Also would it be better for me to take the bulbs out of the pots in the
winter and store in side were they will be drier? When should watering start?
THANKS hope to hear some good information on this.

From: Tim & Mary McNinch Newton at coiinc.com> on 2000.04.09 at 08:23:48(4362)
Brian:

Each natural species developed in a soil mix that allowed it to survive in the
natural surroundings. Even if one has the patience, it is nearly impossible to
imitate the natural soil requirements of a given plant.

I have some Am. species that I simply plant right outdoors in the ground.
My soil
here has a high clay content, but not enough to cause severe problems. My
plants
grow well, flower and reproduce. I am sure they would do better with more
attention to soil and fertilizers, but they do well and do not appear stressed.

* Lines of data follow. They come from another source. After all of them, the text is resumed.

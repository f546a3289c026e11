//! Per-request gate: resolves the session cookie, exposes the
//! authentication flag, and stamps the defensive header set on every
//! response.

use std::sync::Arc;

use axum::{
    extract::Request,
    http::{
        header::{InvalidHeaderValue, ACCEPT, LOCATION},
        HeaderMap, HeaderName, HeaderValue, StatusCode,
    },
    middleware::Next,
    response::{IntoResponse, Response},
    Extension,
};
use tracing::debug;

use super::error::AuthError;
use crate::auth::{AuthCore, SessionRecord, SESSION_COOKIE_NAME};

/// Authentication status the gate resolved for the current request.
#[derive(Clone, Debug, Default)]
pub struct RequestAuth {
    session: Option<SessionRecord>,
}

impl RequestAuth {
    #[must_use]
    pub fn authenticated(&self) -> bool {
        self.session.is_some()
    }

    #[must_use]
    pub fn session(&self) -> Option<&SessionRecord> {
        self.session.as_ref()
    }
}

/// Static assets are served without touching session state.
fn is_static_asset(path: &str) -> bool {
    path.starts_with("/static/") || path.starts_with("/assets/") || path == "/favicon.ico"
}

/// Endpoints that must stay reachable without a session; they resolve the
/// cookie themselves when they need it and never extend the idle window.
fn is_login_family(path: &str) -> bool {
    matches!(
        path,
        "/auth/login" | "/auth/status" | "/auth/csrf-token" | "/health" | "/openapi.json"
    )
}

/// Pre/post middleware applied to the whole router.
///
/// Pre: classify the path, resolve and touch the session for gated
/// traffic, expose `RequestAuth`. Post: stamp every configured security
/// header. Storage failure is a 500, never a 401: the caller may well be
/// authenticated.
pub async fn gate(
    Extension(core): Extension<Arc<AuthCore>>,
    mut request: Request,
    next: Next,
) -> Response {
    let path = request.uri().path().to_string();

    let auth = if is_static_asset(&path) || is_login_family(&path) {
        RequestAuth::default()
    } else {
        match core.session_from_headers(request.headers()).await {
            Ok(Some(record)) => {
                if let Err(err) = core.sessions().touch(&record.session_id).await {
                    return stamp_headers(AuthError::Storage(err).into_response(), &core);
                }
                RequestAuth {
                    session: Some(record),
                }
            }
            Ok(None) => RequestAuth::default(),
            Err(err) => return stamp_headers(AuthError::Storage(err).into_response(), &core),
        }
    };

    request.extensions_mut().insert(auth);
    let response = next.run(request).await;
    stamp_headers(response, &core)
}

/// Route-level marker for privileged handlers: refuse to execute unless
/// the gate resolved an authenticated session. JSON clients get 401 with
/// the standard envelope; HTML clients are redirected to the login page.
pub async fn require_authenticated(request: Request, next: Next) -> Response {
    let authenticated = request
        .extensions()
        .get::<RequestAuth>()
        .is_some_and(RequestAuth::authenticated);
    if authenticated {
        return next.run(request).await;
    }

    debug!(path = request.uri().path(), "Refusing unauthenticated request");
    if wants_html(request.headers()) {
        (
            StatusCode::FOUND,
            [(LOCATION, HeaderValue::from_static("/auth/login"))],
        )
            .into_response()
    } else {
        AuthError::AuthRequired.into_response()
    }
}

fn wants_html(headers: &HeaderMap) -> bool {
    headers
        .get(ACCEPT)
        .and_then(|value| value.to_str().ok())
        .is_some_and(|accept| {
            accept
                .split(',')
                .map(str::trim)
                .take_while(|media| !media.starts_with("application/json"))
                .any(|media| media.starts_with("text/html"))
        })
}

fn stamp_headers(mut response: Response, core: &AuthCore) -> Response {
    for (name, value) in core.config().security_headers() {
        let (Ok(name), Ok(value)) = (
            HeaderName::from_bytes(name.as_bytes()),
            HeaderValue::from_str(value),
        ) else {
            continue;
        };
        response.headers_mut().insert(name, value);
    }
    response
}

/// Build the signed session cookie. Browser-session lifetime by default;
/// `Max-Age` is only sent for remembered sessions. The server-side expiry
/// stays authoritative either way.
///
/// # Errors
/// Returns an error when the cookie string is not a valid header value.
pub fn session_cookie(
    core: &AuthCore,
    record: &SessionRecord,
) -> Result<HeaderValue, InvalidHeaderValue> {
    let config = core.config();
    let signed = core.signer().sign(&record.session_id);
    let mut cookie = format!(
        "{SESSION_COOKIE_NAME}={signed}; Path=/; HttpOnly; SameSite={}",
        config.samesite().as_str()
    );
    if record.remember {
        use std::fmt::Write;
        let _ = write!(cookie, "; Max-Age={}", config.remember_lifetime());
    }
    if config.cookie_secure() {
        cookie.push_str("; Secure");
    }
    HeaderValue::from_str(&cookie)
}

/// Cookie that clears the session on the client.
///
/// # Errors
/// Returns an error when the cookie string is not a valid header value.
pub fn clear_session_cookie(core: &AuthCore) -> Result<HeaderValue, InvalidHeaderValue> {
    let config = core.config();
    let mut cookie = format!(
        "{SESSION_COOKIE_NAME}=; Path=/; HttpOnly; SameSite={}; Max-Age=0",
        config.samesite().as_str()
    );
    if config.cookie_secure() {
        cookie.push_str("; Secure");
    }
    HeaderValue::from_str(&cookie)
}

The only rule I follow for potted Am. species is to provide them with PLENTY of
root space. If I see any sign of pot-bound roots, next year's pot get much
larger. I use a mixture of general purpose potting soil with garden compost. I
fertilize weekly and keep them well watered and well drained. I have never
had a
tuber rot (yet). I do not allow standing water in any of my Am. species.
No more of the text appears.